───── Records to process

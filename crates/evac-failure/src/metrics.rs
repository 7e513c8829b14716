//! Evacuation-failure statistics.

use std::sync::atomic::{AtomicU64, AtomicUsize, Ordering};
use std::time::Duration;

/// Summary of one recording phase, produced when the tracker is sealed.
#[derive(Debug, Clone, Copy, Default, PartialEq, Eq)]
pub struct EvacFailureMetrics {
    /// Identifier of the pause this summary belongs to.
    pub pause_id: u64,
    /// Number of distinct regions that failed evacuation.
    pub regions_failed: usize,
    /// Size of the region index space during the pause.
    pub max_regions: u32,
    /// Time between `pre_collection` and `post_collection`.
    pub recording_duration: Duration,
}

impl EvacFailureMetrics {
    /// Whether any region failed during this pause.
    #[must_use]
    pub const fn evacuation_failed(&self) -> bool {
        self.regions_failed > 0
    }
}

/// Process-level cumulative evacuation-failure statistics.
///
/// # Example
///
/// ```
/// use evac_failure::global_metrics;
///
/// let metrics = global_metrics();
/// println!("Pauses with failures: {}", metrics.pauses_with_failures());
/// ```
#[derive(Debug)]
pub struct GlobalEvacFailureMetrics {
    pauses: AtomicU64,
    pauses_with_failures: AtomicU64,
    regions_failed: AtomicUsize,
}

impl Default for GlobalEvacFailureMetrics {
    fn default() -> Self {
        Self::new()
    }
}

impl GlobalEvacFailureMetrics {
    /// Create a new `GlobalEvacFailureMetrics` with all counters at zero.
    #[must_use]
    pub const fn new() -> Self {
        Self {
            pauses: AtomicU64::new(0),
            pauses_with_failures: AtomicU64::new(0),
            regions_failed: AtomicUsize::new(0),
        }
    }

    /// Returns the number of sealed recording phases.
    #[inline]
    #[must_use]
    pub fn total_pauses(&self) -> u64 {
        self.pauses.load(Ordering::Relaxed)
    }

    /// Returns the number of pauses in which at least one region failed.
    #[inline]
    #[must_use]
    pub fn pauses_with_failures(&self) -> u64 {
        self.pauses_with_failures.load(Ordering::Relaxed)
    }

    /// Returns the total number of failed regions across all pauses.
    #[inline]
    #[must_use]
    pub fn total_regions_failed(&self) -> usize {
        self.regions_failed.load(Ordering::Relaxed)
    }

    /// Allocate the next pause identifier.
    pub(crate) fn next_pause_id(&self) -> u64 {
        self.pauses.fetch_add(1, Ordering::Relaxed) + 1
    }

    pub(crate) fn record_pause(&self, metrics: &EvacFailureMetrics) {
        if metrics.evacuation_failed() {
            self.pauses_with_failures.fetch_add(1, Ordering::Relaxed);
            self.regions_failed
                .fetch_add(metrics.regions_failed, Ordering::Relaxed);
        }
    }
}

static GLOBAL_METRICS: GlobalEvacFailureMetrics = GlobalEvacFailureMetrics::new();

/// Get the process-wide cumulative evacuation-failure metrics.
#[must_use]
pub fn global_metrics() -> &'static GlobalEvacFailureMetrics {
    &GLOBAL_METRICS
}

#[cfg(test)]
mod tests {
    use super::{EvacFailureMetrics, GlobalEvacFailureMetrics};
    use std::time::Duration;

    #[test]
    fn test_record_pause_without_failures() {
        let global = GlobalEvacFailureMetrics::new();
        let id = global.next_pause_id();
        global.record_pause(&EvacFailureMetrics {
            pause_id: id,
            max_regions: 8,
            ..EvacFailureMetrics::default()
        });

        assert_eq!(id, 1);
        assert_eq!(global.total_pauses(), 1);
        assert_eq!(global.pauses_with_failures(), 0);
        assert_eq!(global.total_regions_failed(), 0);
    }

    #[test]
    fn test_record_pause_with_failures() {
        let global = GlobalEvacFailureMetrics::new();
        for failed in [3, 0, 2] {
            let pause_id = global.next_pause_id();
            global.record_pause(&EvacFailureMetrics {
                pause_id,
                regions_failed: failed,
                max_regions: 16,
                recording_duration: Duration::from_micros(10),
            });
        }

        assert_eq!(global.total_pauses(), 3);
        assert_eq!(global.pauses_with_failures(), 2);
        assert_eq!(global.total_regions_failed(), 5);
    }
}
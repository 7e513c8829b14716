//! Worker configuration for consuming the failed-region set.

use crate::claimer::RegionClaimer;

/// Region index space used when the heap does not say otherwise.
pub const DEFAULT_MAX_REGIONS: u32 = 2048;
/// Worker count when the host parallelism is unknown.
pub const DEFAULT_WORKERS: usize = 4;

/// Sizing for the [`RegionClaimer`] that splits the failed regions of an
/// [`EvacFailureRegions`](crate::EvacFailureRegions) tracker across workers.
#[derive(Debug, Clone, Copy, PartialEq, Eq)]
pub struct EvacFailureConfig {
    /// Size of the region index space the claimer covers.
    pub max_regions: u32,
    /// Number of workers that iterate the failed regions after the pause.
    pub workers: usize,
}

impl Default for EvacFailureConfig {
    fn default() -> Self {
        Self {
            max_regions: DEFAULT_MAX_REGIONS,
            workers: std::thread::available_parallelism().map_or(DEFAULT_WORKERS, usize::from),
        }
    }
}

impl EvacFailureConfig {
    /// Build a claimer for `workers` workers over `max_regions` indices.
    ///
    /// # Panics
    ///
    /// Panics if `workers` is zero.
    #[must_use]
    pub fn claimer(&self) -> RegionClaimer {
        RegionClaimer::new(self.workers, self.max_regions)
    }
}

#[cfg(all(test, not(loom)))]
mod tests {
    use super::{EvacFailureConfig, DEFAULT_MAX_REGIONS};

    #[test]
    fn test_default_config() {
        let config = EvacFailureConfig::default();
        assert_eq!(config.max_regions, DEFAULT_MAX_REGIONS);
        assert!(config.workers > 0);
    }

    #[test]
    fn test_config_claimer() {
        let config = EvacFailureConfig {
            max_regions: 16,
            workers: 3,
        };
        let claimer = config.claimer();
        assert_eq!(claimer.n_workers(), 3);
        assert!(claimer.claim_region(15));
    }
}
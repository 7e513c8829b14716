//! Heap-side collaborators of the tracker.
//!
//! The tracker never reaches into global heap state. It is handed a
//! [`RegionTable`] handle at construction (a reference or an `Arc`) and
//! resolves region objects through it.

use std::sync::Arc;

use crate::sync::{AtomicBool, AtomicUsize, Ordering};

/// A heap region that can be told it failed evacuation.
pub trait HeapRegion: Sync {
    /// Called exactly once per pause, from the worker that won the claim.
    fn note_evacuation_failure(&self);
}

/// Resolves dense region indices to region objects.
pub trait RegionTable: Sync {
    /// The region object type.
    type Region: HeapRegion;

    /// Region object for `index`. `index` is always below [`Self::max_regions`].
    fn region_at(&self, index: u32) -> &Self::Region;

    /// Size of the region index space.
    fn max_regions(&self) -> u32;
}

impl<T: RegionTable + ?Sized> RegionTable for &T {
    type Region = T::Region;

    #[inline]
    fn region_at(&self, index: u32) -> &Self::Region {
        (**self).region_at(index)
    }

    fn max_regions(&self) -> u32 {
        (**self).max_regions()
    }
}

impl<T: RegionTable + Send + ?Sized> RegionTable for Arc<T> {
    type Region = T::Region;

    #[inline]
    fn region_at(&self, index: u32) -> &Self::Region {
        (**self).region_at(index)
    }

    fn max_regions(&self) -> u32 {
        (**self).max_regions()
    }
}

/// Per-region state kept by [`RegionHeap`].
#[derive(Debug)]
pub struct Region {
    index: u32,
    evacuation_failed: AtomicBool,
    failure_notes: AtomicUsize,
}

impl Region {
    /// Create a region with the given index.
    #[must_use]
    pub fn new(index: u32) -> Self {
        Self {
            index,
            evacuation_failed: AtomicBool::new(false),
            failure_notes: AtomicUsize::new(0),
        }
    }

    /// Index of this region in the heap.
    #[must_use]
    #[allow(clippy::missing_const_for_fn)]
    pub fn index(&self) -> u32 {
        self.index
    }

    /// Whether the region has been told it failed evacuation.
    #[must_use]
    pub fn has_evacuation_failed(&self) -> bool {
        self.evacuation_failed.load(Ordering::Relaxed)
    }

    /// Number of failure notifications received since the last clear.
    #[must_use]
    pub fn failure_notes(&self) -> usize {
        self.failure_notes.load(Ordering::Relaxed)
    }

    /// Forget the failure once the region has been recovered.
    pub fn clear_evacuation_failure(&self) {
        self.evacuation_failed.store(false, Ordering::Relaxed);
        self.failure_notes.store(0, Ordering::Relaxed);
    }
}

impl HeapRegion for Region {
    fn note_evacuation_failure(&self) {
        self.evacuation_failed.store(true, Ordering::Relaxed);
        self.failure_notes.fetch_add(1, Ordering::Relaxed);
    }
}

/// A fixed set of regions indexed `0..len`.
///
/// # Example
///
/// ```
/// use evac_failure::{RegionHeap, RegionTable};
///
/// let heap = RegionHeap::new(4);
/// assert_eq!(heap.max_regions(), 4);
/// assert_eq!(heap.region_at(2).index(), 2);
/// ```
#[derive(Debug)]
pub struct RegionHeap {
    regions: Box<[Region]>,
}

impl RegionHeap {
    /// Create a heap of `max_regions` regions.
    #[must_use]
    pub fn new(max_regions: u32) -> Self {
        Self {
            regions: (0..max_regions).map(Region::new).collect(),
        }
    }

    /// Iterate over every region.
    pub fn iter(&self) -> impl Iterator<Item = &Region> {
        self.regions.iter()
    }

    /// Indices of regions currently flagged as failed, in index order.
    #[must_use]
    pub fn failed_regions(&self) -> Vec<u32> {
        self.regions
            .iter()
            .filter(|r| r.has_evacuation_failed())
            .map(Region::index)
            .collect()
    }

    /// Clear the failure flag on every region.
    pub fn clear_evacuation_failures(&self) {
        for region in &*self.regions {
            region.clear_evacuation_failure();
        }
    }
}

impl RegionTable for RegionHeap {
    type Region = Region;

    #[inline]
    fn region_at(&self, index: u32) -> &Region {
        &self.regions[index as usize]
    }

    #[allow(clippy::cast_possible_truncation)]
    fn max_regions(&self) -> u32 {
        self.regions.len() as u32
    }
}

#[cfg(all(test, not(loom)))]
mod tests {
    use super::{HeapRegion, RegionHeap, RegionTable};
    use std::sync::Arc;

    #[test]
    fn test_region_heap_indices() {
        let heap = RegionHeap::new(8);
        assert_eq!(heap.max_regions(), 8);
        for (i, region) in heap.iter().enumerate() {
            assert_eq!(region.index() as usize, i);
            assert!(!region.has_evacuation_failed());
        }
    }

    #[test]
    fn test_handles_resolve_same_regions() {
        let heap = Arc::new(RegionHeap::new(3));
        let by_ref = &*heap;
        assert_eq!(by_ref.max_regions(), 3);
        assert_eq!(RegionTable::max_regions(&heap), 3);

        heap.region_at(2).note_evacuation_failure();
        assert!(by_ref.region_at(2).has_evacuation_failed());
    }

    #[test]
    fn test_region_note_and_clear() {
        let heap = RegionHeap::new(4);
        heap.region_at(1).note_evacuation_failure();
        heap.region_at(3).note_evacuation_failure();

        assert_eq!(heap.failed_regions(), vec![1, 3]);
        assert_eq!(heap.region_at(1).failure_notes(), 1);

        heap.clear_evacuation_failures();
        assert!(heap.failed_regions().is_empty());
        assert_eq!(heap.region_at(3).failure_notes(), 0);
    }
}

──────────

Each line of the listing above that includes the word "told" should be copied.

/// A heap region that can be told it failed evacuation.
    /// Whether the region has been told it failed evacuation.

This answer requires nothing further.